IBM told investors Tuesday that it expects to fall short of its own quarter, projecting adjusted profit of $2.93 a share on $17.2 billion in revenue against FactSet consensus of $3.01 and $17.86 billion, and the stock fell roughly 23 percent in morning trading [1]. The gap is small in dollars and large in signal: a company that has spent two years selling itself as an AI and quantum turnaround told the market it could not hit its own line.

The preliminary release, rather than a full quarterly report, is the part that matters most and the part being least discussed. IBM has published a top-line miss and a management explanation, but not the segment breakdown, cash flow, or forward guidance that would show whether the shortfall sits in software, consulting, or infrastructure — the difference between a timing problem and a demand problem [1].

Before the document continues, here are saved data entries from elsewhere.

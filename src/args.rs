// 该文件是 Qianmu （千目观澜） 项目的一部分。
// src/args.rs - 项目参数配置
//
// 本程序遵循 GNU Affero 通用公共许可证（AGPL）许可协议。
// 本程序的发布旨在提供实用价值，但不作任何形式的担保，
// 包括但不限于对适销性或特定用途适用性的默示担保。
// 更多详情请参阅 GNU 通用公共许可证。
//
// Copyright (C) 2026 Johann Li <me@qinka.pro>, ETVP

use clap::Parser;
use url::Url;

/// Qianmu 项目参数配置
#[derive(Parser, Debug)]
#[command(author, version, about, long_about = None)]
pub struct Args {
  /// 模型来源
  /// 支持格式:
  /// - 回放转储: replay:///path/to/output.bin?classes=80
  #[arg(long, value_name = "MODEL")]
  pub model: Url,

  /// 输入图像（image:///path/to/picture.jpg）
  #[arg(long, value_name = "SOURCE")]
  pub input: Url,

  /// 输出路径（image:///path/to/result.png，
  /// 同名 .txt/.json 旁车报告一并写出）
  #[arg(long, value_name = "OUTPUT")]
  pub output: Url,

  /// 标签文件路径，每行一个类别名；缺省使用内置 COCO 80 类
  #[arg(long, value_name = "FILE")]
  pub labels: Option<String>,

  /// 置信度阈值 (0.0 - 1.0)
  #[arg(long, default_value = "0.4", value_name = "THRESHOLD")]
  pub confidence: f32,

  /// NMS IOU 阈值 (0.0 - 1.0)
  #[arg(long, default_value = "0.45", value_name = "THRESHOLD")]
  pub nms_threshold: f32,

  /// 模型输入边长（正方形）
  #[arg(long, default_value = "640", value_name = "SIZE")]
  pub input_shape: u32,

  /// 禁止放大小图（缩放系数上限 1.0）
  #[arg(long)]
  pub no_scale_up: bool,

  /// 检测数量上限（0 表示不限制）
  #[arg(long, default_value = "0", value_name = "COUNT")]
  pub max_det: usize,

  /// 标签字体文件路径，缺省时只画框不写字
  #[arg(long, value_name = "FILE")]
  pub font: Option<String>,
}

According to AP, chief executive Arvind Krishna attributed the miss to deals that slipped late in the quarter and to shifts in how clients are spending, saying customers moved money toward servers, storage, and memory ahead of price increases rather than toward the higher-margin software and consulting IBM leans on [1]. In that telling the revenue is deferred, not lost — orders expected to close simply did not book inside the window. Orders expected to close are not booked revenue, and a preliminary number cannot yet show how much of the pipeline survived into July.

That distinction is precisely what the day's trading erased. On X, the 23 percent drop is being read as a referendum on the AI-and-quantum narrative — proof, in the market's shorthand, that IBM's reinvention is stalling — while the company's own account frames the same numbers as a spending-mix quirk driven by clients front-running price hikes. The selloff prices the harsher story; the disclosure supports the milder one; neither can be settled until the full report arrives.

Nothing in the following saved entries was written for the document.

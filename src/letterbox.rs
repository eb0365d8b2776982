// 该文件是 Qianmu （千目观澜） 项目的一部分。
// src/letterbox.rs - 信箱式缩放变换及其逆变换
//
// 本文件根据 Apache 许可证第 2.0 版（以下简称“许可证”）授权使用；
// 除非遵守该许可证条款，否则您不得使用本文件。
// 您可通过以下网址获取许可证副本：
// http://www.apache.org/licenses/LICENSE-2.0
// 除非适用法律要求或书面同意，根据本许可协议分发的软件均按“原样”提供，
// 不附带任何形式的明示或暗示的保证或条件。
// 有关许可权限与限制的具体条款，请参阅本许可协议。
//
// Copyright (C) 2026 Johann Li <me@qinka.pro>, Wareless Group

use image::{Rgb, RgbImage, imageops};
use tracing::debug;

/// 填充区域的灰度值
pub const LETTERBOX_FILL: [u8; 3] = [114, 114, 114];

/// 信箱式变换参数，坐标还原时按原样使用
///
/// 不变量: `round(W * scale_x + 2 * pad_x) == target`（高度同理）。
#[derive(Debug, Clone, Copy)]
pub struct LetterboxParams {
  /// 统一缩放系数
  pub scale: f32,
  /// 实际横向缩放（取整后的 new_w / W）
  pub scale_x: f32,
  /// 实际纵向缩放（取整后的 new_h / H）
  pub scale_y: f32,
  /// 横向半填充（可为 .5）
  pub pad_x: f32,
  /// 纵向半填充（可为 .5）
  pub pad_y: f32,
  /// 画布边长
  pub target: u32,
}

/// 信箱式缩放变换
///
/// 将任意分辨率图像等比缩放到 target×target 正方形画布内，
/// 短边两侧以灰色对称填充，奇数余量多出的一像素落在下/右侧。
#[derive(Debug, Clone)]
pub struct Letterbox {
  target: u32,
  scale_up: bool,
  fill: [u8; 3],
}

impl Letterbox {
  pub fn new(target: u32, scale_up: bool) -> Self {
    Self {
      target,
      scale_up,
      fill: LETTERBOX_FILL,
    }
  }

  pub fn target(&self) -> u32 {
    self.target
  }

  /// 计算变换参数，不触碰像素
  pub fn params(&self, width: u32, height: u32) -> LetterboxParams {
    let target = self.target as f32;
    let mut scale = (target / width as f32).min(target / height as f32);
    if !self.scale_up {
      scale = scale.min(1.0);
    }

    let new_w = (width as f32 * scale).round();
    let new_h = (height as f32 * scale).round();

    LetterboxParams {
      scale,
      scale_x: new_w / width as f32,
      scale_y: new_h / height as f32,
      pad_x: (target - new_w) / 2.0,
      pad_y: (target - new_h) / 2.0,
      target: self.target,
    }
  }

  /// 执行变换，返回画布和逆变换所需的参数
  pub fn apply(&self, image: &RgbImage) -> (RgbImage, LetterboxParams) {
    let (width, height) = image.dimensions();
    let params = self.params(width, height);

    // 源图已是目标尺寸时不做任何像素操作
    if width == self.target && height == self.target {
      debug!("输入尺寸与画布一致，跳过信箱变换");
      return (image.clone(), params);
    }

    let new_w = (width as f32 * params.scale_x).round() as u32;
    let new_h = (height as f32 * params.scale_y).round() as u32;

    let resized = if new_w == width && new_h == height {
      image.clone()
    } else {
      imageops::resize(image, new_w, new_h, imageops::FilterType::Triangle)
    };

    // 余量为奇数时多出的一像素放在下/右侧
    let left = (params.pad_x - 0.1).round() as i64;
    let top = (params.pad_y - 0.1).round() as i64;

    let mut canvas = RgbImage::from_pixel(self.target, self.target, Rgb(self.fill));
    imageops::replace(&mut canvas, &resized, left, top);

    debug!(
      "信箱变换: {}x{} -> {}x{}, 填充 ({:.1}, {:.1})",
      width, height, new_w, new_h, params.pad_x, params.pad_y
    );

    (canvas, params)
  }
}

impl LetterboxParams {
  /// 将画布坐标系的一个角点映射回源图坐标系
  pub fn unmap(&self, x: f32, y: f32) -> (f32, f32) {
    ((x - self.pad_x) / self.scale_x, (y - self.pad_y) / self.scale_y)
  }

  /// 将画布坐标系的边界框还原为源图整数像素框
  ///
  /// x1/y1 向下取整、x2/y2 向上取整，避免裁掉目标边缘；
  /// 越界部分被裁剪到图像内，裁剪后退化的框（零宽或零高）被丢弃。
  pub fn recover_box(&self, bbox: [f32; 4], width: u32, height: u32) -> Option<[i32; 4]> {
    let (x1, y1) = self.unmap(bbox[0], bbox[1]);
    let (x2, y2) = self.unmap(bbox[2], bbox[3]);

    let x1 = (x1.floor() as i32).clamp(0, width as i32 - 1);
    let y1 = (y1.floor() as i32).clamp(0, height as i32 - 1);
    let x2 = (x2.ceil() as i32).clamp(0, width as i32);
    let y2 = (y2.ceil() as i32).clamp(0, height as i32);

    if x1 >= x2 || y1 >= y2 {
      return None;
    }

    Some([x1, y1, x2, y2])
  }
}

#[cfg(test)]
mod tests {
  use super::*;

  fn checker(width: u32, height: u32) -> RgbImage {
    RgbImage::from_fn(width, height, |x, y| {
      if (x + y) % 2 == 0 {
        Rgb([255, 0, 0])
      } else {
        Rgb([0, 0, 255])
      }
    })
  }

  #[test]
  fn noop_when_source_matches_target() {
    let letterbox = Letterbox::new(640, true);
    let image = checker(640, 640);
    let (canvas, params) = letterbox.apply(&image);

    assert_eq!(params.scale, 1.0);
    assert_eq!(params.pad_x, 0.0);
    assert_eq!(params.pad_y, 0.0);
    assert_eq!(canvas, image);
  }

  #[test]
  fn pad_invariant_holds() {
    let letterbox = Letterbox::new(640, true);
    for (w, h) in [(1000, 500), (123, 77), (640, 1), (1920, 1080), (33, 641)] {
      let params = letterbox.params(w, h);
      let covered_w = (w as f32 * params.scale_x + 2.0 * params.pad_x).round() as u32;
      let covered_h = (h as f32 * params.scale_y + 2.0 * params.pad_y).round() as u32;
      assert_eq!(covered_w, 640, "宽度不变量失败: {}x{}", w, h);
      assert_eq!(covered_h, 640, "高度不变量失败: {}x{}", w, h);
    }
  }

  #[test]
  fn odd_remainder_goes_bottom_right() {
    let letterbox = Letterbox::new(10, true);
    let image = checker(10, 7); // 缩放 1.0, 纵向余量 3: 上 1 下 2
    let (canvas, params) = letterbox.apply(&image);

    assert_eq!(params.pad_y, 1.5);
    // 上侧 1 行填充，下侧 2 行填充
    assert_eq!(*canvas.get_pixel(0, 0), Rgb(LETTERBOX_FILL));
    assert_ne!(*canvas.get_pixel(0, 1), Rgb(LETTERBOX_FILL));
    assert_ne!(*canvas.get_pixel(0, 7), Rgb(LETTERBOX_FILL));
    assert_eq!(*canvas.get_pixel(0, 8), Rgb(LETTERBOX_FILL));
    assert_eq!(*canvas.get_pixel(0, 9), Rgb(LETTERBOX_FILL));
  }

  #[test]
  fn scale_up_disabled_caps_scale() {
    let letterbox = Letterbox::new(640, false);
    let params = letterbox.params(320, 200);
    assert_eq!(params.scale, 1.0);
    assert_eq!(params.pad_x, 160.0);
    assert_eq!(params.pad_y, 220.0);

    // 允许放大时小图被放大
    let letterbox = Letterbox::new(640, true);
    let params = letterbox.params(320, 200);
    assert!(params.scale > 1.0);
  }

  #[test]
  fn tall_image_scenario() {
    // 500 宽 1000 高，目标 640: scale = min(640/1000, 640/500) = 0.64
    let letterbox = Letterbox::new(640, false);
    let params = letterbox.params(500, 1000);
    assert!((params.scale - 0.64).abs() < 1e-6);
    assert_eq!(params.pad_x, 160.0);
    assert_eq!(params.pad_y, 0.0);

    // 画布 y 方向无填充: (0,0)-(64,64) 的 y 区间还原为 0..100
    let (_, y) = params.unmap(0.0, 64.0);
    assert!((y - 100.0).abs() < 1e-3);
  }

  #[test]
  fn corner_round_trip_within_one_pixel() {
    let letterbox = Letterbox::new(640, true);
    for (w, h) in [(1000u32, 500u32), (333, 777), (640, 640), (50, 1200)] {
      let params = letterbox.params(w, h);
      // 画布内图像区域的四角
      let left = params.pad_x;
      let top = params.pad_y;
      let right = params.pad_x + w as f32 * params.scale_x;
      let bottom = params.pad_y + h as f32 * params.scale_y;

      let (x0, y0) = params.unmap(left, top);
      let (x1, y1) = params.unmap(right, bottom);

      assert!(x0.abs() <= 1.0 && y0.abs() <= 1.0, "{}x{}", w, h);
      assert!((x1 - w as f32).abs() <= 1.0, "{}x{}", w, h);
      assert!((y1 - h as f32).abs() <= 1.0, "{}x{}", w, h);
    }
  }

  #[test]
  fn recover_clips_and_drops_degenerate() {
    let letterbox = Letterbox::new(640, true);
    let params = letterbox.params(500, 1000);

    // 落在左侧填充区内的框裁剪后退化，被丢弃
    assert!(params.recover_box([0.0, 0.0, 64.0, 64.0], 500, 1000).is_none());

    // 部分越界的框被裁剪而非丢弃
    let recovered = params
      .recover_box([100.0, -32.0, 300.0, 64.0], 500, 1000)
      .unwrap();
    assert_eq!(recovered[1], 0);
    assert!(recovered[0] < recovered[2] && recovered[1] < recovered[3]);
    assert!(recovered[2] <= 500 && recovered[3] <= 1000);
  }
}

The stakes run past one session. A 23 percent move on a preliminary figure resets expectations for the entire second-half guidance IBM has not yet given, and it lands on a company whose valuation increasingly depends on convincing investors that consulting and software growth can outrun a slowing hardware cycle. If the deferred deals close in the current quarter, Tuesday looks like an overreaction; if they were demand that evaporated, the market got there first.

For now the record shows a self-reported miss, a CEO's explanation, and a morning share move. The segment detail, the cash flow, and the guidance that would tell investors which story is true remain unreleased [1].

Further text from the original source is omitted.